Nor should we assume the Web is a less serious medium than the bound-and- printed book. Historian Miriam Posner, who wrote her dissertation on medical filmmaking, is additionally a digital historian committed to making her sources freely accessible. Fort Grant AZ std test. In 2010, Posner posted about the ethical quandary she faced when requested to collaborate with a producer at NPR's show Science Friday on a slideshow of lobotomy pictures. Neurologist Walter Freeman, who carried out more than 3,500 of the processes, photographed and filmed his patients before and after their operations.
But Posner ultimately went ahead with the Science Friday slideshow, reasoning that by simply asking viewers to take a second look at the before" pictures of patients, which Freeman presented for his own purposes as broken," she might be able to reveal that these faces include more options than Freeman ever saw." A commenter on the place of Posner wrote that he'd recently learned that his grandpa, who he'd never met, had been institutionalized and lobotomized in West Virginia. The commenter wrote: I have never seen an image of my grandfather, never, ever, and I do not care if it's a graphic of him having this done I need and merely desire to see a picture of him so MUCH. Can you tell me the best way to get to these archives?" It might have been much more difficult for the commenter to locate her, if Posner had not gone ahead with Science Friday; the link might not have been made. Std test nearby Fort Grant.

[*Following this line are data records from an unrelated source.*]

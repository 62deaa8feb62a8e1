//! Dense indexing of task ids.
//!
//! Maps `TaskId`s to contiguous indices so per-task data can live in plain
//! vectors indexed by position.

use rustc_hash::FxHashMap;

use crate::models::TaskId;

/// Bidirectional `TaskId` <-> index mapping, in insertion order.
#[derive(Debug, Clone, Default)]
pub struct TaskIndex {
    to_index: FxHashMap<TaskId, usize>,
    ids: Vec<TaskId>,
}

impl TaskIndex {
    pub fn with_capacity(capacity: usize) -> Self {
        Self {
            to_index: FxHashMap::with_capacity_and_hasher(capacity, Default::default()),
            ids: Vec::with_capacity(capacity),
        }
    }

    /// Insert an id, returning `None` if it was already present.
    pub fn insert(&mut self, id: TaskId) -> Option<usize> {
        if self.to_index.contains_key(&id) {
            return None;
        }
        let idx = self.ids.len();
        self.ids.push(id);
        self.to_index.insert(id, idx);
        Some(idx)
    }

    #[inline]
    pub fn get(&self, id: TaskId) -> Option<usize> {
        self.to_index.get(&id).copied()
    }

    /// Id at a position. Panics on an index this map never handed out.
    #[inline]
    pub fn id(&self, idx: usize) -> TaskId {
        self.ids[idx]
    }

    /// All ids in insertion order.
    pub fn ids(&self) -> &[TaskId] {
        &self.ids
    }

    pub fn len(&self) -> usize {
        self.ids.len()
    }

    pub fn is_empty(&self) -> bool {
        self.ids.is_empty()
    }
}

#[cfg(test)]
mod tests {
    use super::*;

    #[test]
    fn test_insert_and_resolve() {
        let mut index = TaskIndex::with_capacity(4);

        assert_eq!(index.insert(TaskId(10)), Some(0));
        assert_eq!(index.insert(TaskId(3)), Some(1));
        assert_eq!(index.insert(TaskId(10)), None); // duplicate

        assert_eq!(index.get(TaskId(3)), Some(1));
        assert_eq!(index.get(TaskId(99)), None);
        assert_eq!(index.id(0), TaskId(10));
        assert_eq!(index.ids(), &[TaskId(10), TaskId(3)]);
        assert_eq!(index.len(), 2);
    }
}
//! Forward pass: earliest start and finish times.

use chrono::Duration;

use crate::error::EngineError;
use crate::graph::TaskGraph;

use super::types::TaskTiming;

/// Compute earliest times for every task.
///
/// `order` must be a topological order of `graph`, so each task's
/// dependencies are final by the time it is visited. A task starts at the
/// latest finish among its dependencies, or at the epoch if it has none.
/// Latest times and slack are left at zero for the backward pass.
///
/// # Errors
/// [`EngineError::TimeOverflow`] when a finish time leaves the range of
/// [`Duration`]. Every later offset is bounded by the largest finish, so the
/// backward pass cannot overflow once this succeeds.
pub fn forward_pass(
    graph: &TaskGraph,
    order: &[usize],
) -> Result<Vec<TaskTiming>, EngineError> {
    let mut timings = vec![TaskTiming::default(); graph.len()];

    for &idx in order {
        let earliest_start = graph.deps[idx]
            .iter()
            .map(|&dep| timings[dep].earliest_finish)
            .fold(Duration::zero(), std::cmp::max);

        let earliest_finish = earliest_start
            .checked_add(&graph.durations[idx])
            .ok_or_else(|| EngineError::TimeOverflow(graph.index.id(idx)))?;

        let timing = &mut timings[idx];
        timing.earliest_start = earliest_start;
        timing.earliest_finish = earliest_finish;
    }

    Ok(timings)
}

#[cfg(test)]
mod tests {
    use super::*;
    use crate::config::{EngineConfig, MAX_DURATION_DAYS};
    use crate::models::Task;
    use crate::sorting::topological_sort;

    fn run(tasks: &[Task]) -> (TaskGraph, Vec<TaskTiming>) {
        let graph = TaskGraph::from_tasks(tasks, &EngineConfig::default()).unwrap();
        let order = topological_sort(&graph).unwrap();
        let timings = forward_pass(&graph, &order).unwrap();
        (graph, timings)
    }

    #[test]
    fn test_roots_start_at_epoch() {
        let (_, timings) = run(&[Task::new(1, 2.0), Task::new(2, 0.5)]);

        assert_eq!(timings[0].earliest_start, Duration::zero());
        assert_eq!(timings[0].earliest_finish, Duration::days(2));
        assert_eq!(timings[1].earliest_finish, Duration::hours(12));
    }

    #[test]
    fn test_start_waits_for_slowest_dependency() {
        let tasks = vec![
            Task::new(1, 3.0),
            Task::new(2, 5.0).depends_on([1]),
            Task::new(3, 2.0).depends_on([1]),
            Task::new(4, 4.0).depends_on([2, 3]),
        ];
        let (graph, timings) = run(&tasks);
        let at = |id: i64| timings[graph.index.get(id.into()).unwrap()];

        assert_eq!(at(2).earliest_start, Duration::days(3));
        assert_eq!(at(3).earliest_finish, Duration::days(5));
        assert_eq!(at(4).earliest_start, Duration::days(8));
        assert_eq!(at(4).earliest_finish, Duration::days(12));
    }

    #[test]
    fn test_finish_is_start_plus_duration() {
        let tasks = vec![
            Task::new(1, 1.25),
            Task::new(2, 0.0).depends_on([1]),
            Task::new(3, 7.0).depends_on([2]),
        ];
        let (graph, timings) = run(&tasks);
        for (idx, timing) in timings.iter().enumerate() {
            assert_eq!(
                timing.earliest_finish,
                timing.earliest_start + graph.durations[idx]
            );
        }
    }

    #[test]
    fn test_finish_past_duration_range_is_an_error() {
        // Each task alone is valid; the chain sum exceeds chrono's range
        let tasks: Vec<Task> = (0..110_000)
            .map(|id| {
                let task = Task::new(id, MAX_DURATION_DAYS);
                if id == 0 {
                    task
                } else {
                    task.depends_on([id - 1])
                }
            })
            .collect();
        let graph = TaskGraph::from_tasks(&tasks, &EngineConfig::default()).unwrap();
        let order = topological_sort(&graph).unwrap();

        assert!(matches!(
            forward_pass(&graph, &order),
            Err(EngineError::TimeOverflow(_))
        ));
    }
}
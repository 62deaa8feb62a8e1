//! Engine entry points.
//!
//! Pure functions over a task snapshot: no I/O, no shared state, safe to call
//! concurrently. Cycles come back as invalid results; only malformed input
//! produces an [`EngineError`].

use chrono::{Duration, NaiveDateTime};
use rustc_hash::FxHashMap;

use crate::config::{EngineConfig, MissingReferencePolicy};
use crate::critical_path::{
    backward_pass, classify_tasks, extract_critical_path, forward_pass, TaskTiming,
};
use crate::cycle::{find_cycle, would_create_cycle};
use crate::error::EngineError;
use crate::graph::{build_adjacency, TaskGraph};
use crate::models::{
    CircularDependency, CriticalPathResult, EdgeValidation, ScheduleEntry, Task, TaskId,
};
use crate::sorting::topological_sort_or_cycle;
use crate::{log_debug, log_passes, log_summary};

/// Compute the full CPM schedule for a task snapshot.
///
/// Times are placed relative to `epoch`. The result is all-or-nothing: either
/// every task has a [`ScheduleEntry`], or the result is invalid and carries
/// the first circular dependency found.
///
/// # Errors
/// Duplicate ids, invalid durations, dangling references under
/// [`MissingReferencePolicy::Reject`], and schedules that overflow the
/// representable time range.
pub fn calculate_critical_path(
    tasks: &[Task],
    epoch: NaiveDateTime,
    config: &EngineConfig,
) -> Result<CriticalPathResult, EngineError> {
    let verbosity = config.verbosity;
    let graph = TaskGraph::from_tasks(tasks, config)?;

    if let Some(cycle) = find_cycle(&build_adjacency(tasks)) {
        let cycle = CircularDependency::new(cycle);
        log_summary!(verbosity, "[cpm] {}", cycle);
        return Ok(CriticalPathResult::invalid(cycle, epoch));
    }

    let order = match topological_sort_or_cycle(&graph) {
        Ok(order) => order,
        Err(cycle) => {
            // Only reachable if traversal and sorting disagree on the same graph
            let cycle = CircularDependency::new(cycle);
            log_summary!(verbosity, "[cpm] topological sort stuck: {}", cycle);
            return Ok(CriticalPathResult::invalid(cycle, epoch));
        }
    };
    log_passes!(verbosity, "[cpm] sorted {} tasks", order.len());

    let mut timings = forward_pass(&graph, &order)?;
    let regimes = classify_tasks(&graph);
    backward_pass(&graph, &mut timings, &order, &regimes, config.tolerance);
    let critical_path = extract_critical_path(&graph, &timings);

    let mut schedule_data: FxHashMap<TaskId, ScheduleEntry> =
        FxHashMap::with_capacity_and_hasher(graph.len(), Default::default());
    let mut project_end = epoch;
    for (idx, timing) in timings.iter().enumerate() {
        let id = graph.index.id(idx);
        log_debug!(
            verbosity,
            "[cpm] task {} {:?}: es={} ef={} ls={} lf={} slack={} critical={}",
            id,
            regimes[idx],
            timing.earliest_start,
            timing.earliest_finish,
            timing.latest_start,
            timing.latest_finish,
            timing.slack,
            timing.is_critical
        );
        let entry = to_entry(id, timing, epoch)?;
        project_end = project_end.max(entry.earliest_finish);
        schedule_data.insert(id, entry);
    }

    log_summary!(
        verbosity,
        "[cpm] {} tasks scheduled, {} critical, project ends {}",
        schedule_data.len(),
        critical_path.len(),
        project_end
    );

    Ok(CriticalPathResult {
        is_valid: true,
        critical_path,
        schedule_data,
        circular_dependency: None,
        project_end,
    })
}

/// Check whether making `task_id` depend on `depends_on_id` keeps the graph acyclic.
///
/// The edge is never committed. A self-dependency is always rejected with the
/// one-element cycle `[task_id]`, even for ids absent from `tasks`.
///
/// # Errors
/// Under [`MissingReferencePolicy::Reject`], either id being absent from `tasks`.
pub fn validate_new_dependency(
    tasks: &[Task],
    task_id: TaskId,
    depends_on_id: TaskId,
    config: &EngineConfig,
) -> Result<EdgeValidation, EngineError> {
    if config.missing_reference == MissingReferencePolicy::Reject && task_id != depends_on_id {
        for id in [task_id, depends_on_id] {
            if !tasks.iter().any(|t| t.id == id) {
                return Err(EngineError::UnknownTask {
                    task: task_id,
                    missing: id,
                });
            }
        }
    }

    let adjacency = build_adjacency(tasks);
    match would_create_cycle(&adjacency, task_id, depends_on_id) {
        Some(cycle) => {
            let cycle = CircularDependency::new(cycle);
            log_summary!(
                config.verbosity,
                "[cpm] rejected edge {} -> {}: {}",
                task_id,
                depends_on_id,
                cycle
            );
            Ok(EdgeValidation::Cycle(cycle))
        }
        None => Ok(EdgeValidation::Ok),
    }
}

fn to_entry(
    id: TaskId,
    timing: &TaskTiming,
    epoch: NaiveDateTime,
) -> Result<ScheduleEntry, EngineError> {
    let at = |offset: Duration| {
        epoch
            .checked_add_signed(offset)
            .ok_or(EngineError::TimeOverflow(id))
    };
    Ok(ScheduleEntry {
        earliest_start: at(timing.earliest_start)?,
        earliest_finish: at(timing.earliest_finish)?,
        latest_start: at(timing.latest_start)?,
        latest_finish: at(timing.latest_finish)?,
        slack: timing.slack,
        is_on_critical_path: timing.is_critical,
    })
}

Finally, there is a spiritual argument for making such images available. AZ, United States std test. Even if medical images might be abused, Michael Sappol says, I really don't desire that chance to prevent these things that are actually amazing files of the human encounter from being seen. ... We can learn from them, they could redeem us in some way. They can supply us with some sort of curriculum of human suffering. ... Looking at them makes life richer and deeper." Barnett, despite his misgivings, agrees on this particular point: There is a power behind these pictures, there is a power they have over us, and we've got to accept or respect this at some point." He compares the images to a secular vanitas ," referring to the 17th century Dutch paintings of skulls and other symbols of decay that were meant to remind the viewer of human mortality. For modern viewers, Barnett says, pictures like those in the Sick Rose might remind us: This Is Actually the body, and also the end that we all come to."
Still, a vanitas demands space for contemplation---a space the Web appears ill prepared to offer. Susan Sontag's final book, Regarding the Pain of Others (2003), was composed as the Web was in the procedure for scattering pictures to the four winds. Sontag wrote that photographs of suffering might be a memento mori " and function as a still point around which to contemplate mortality. But she wondered how this might function---or fail to work---in a modern society," where space allowed for being serious is tough to come by." If she believed that about television, publications, and art galleries, one wonders what she might have made of Pinterest.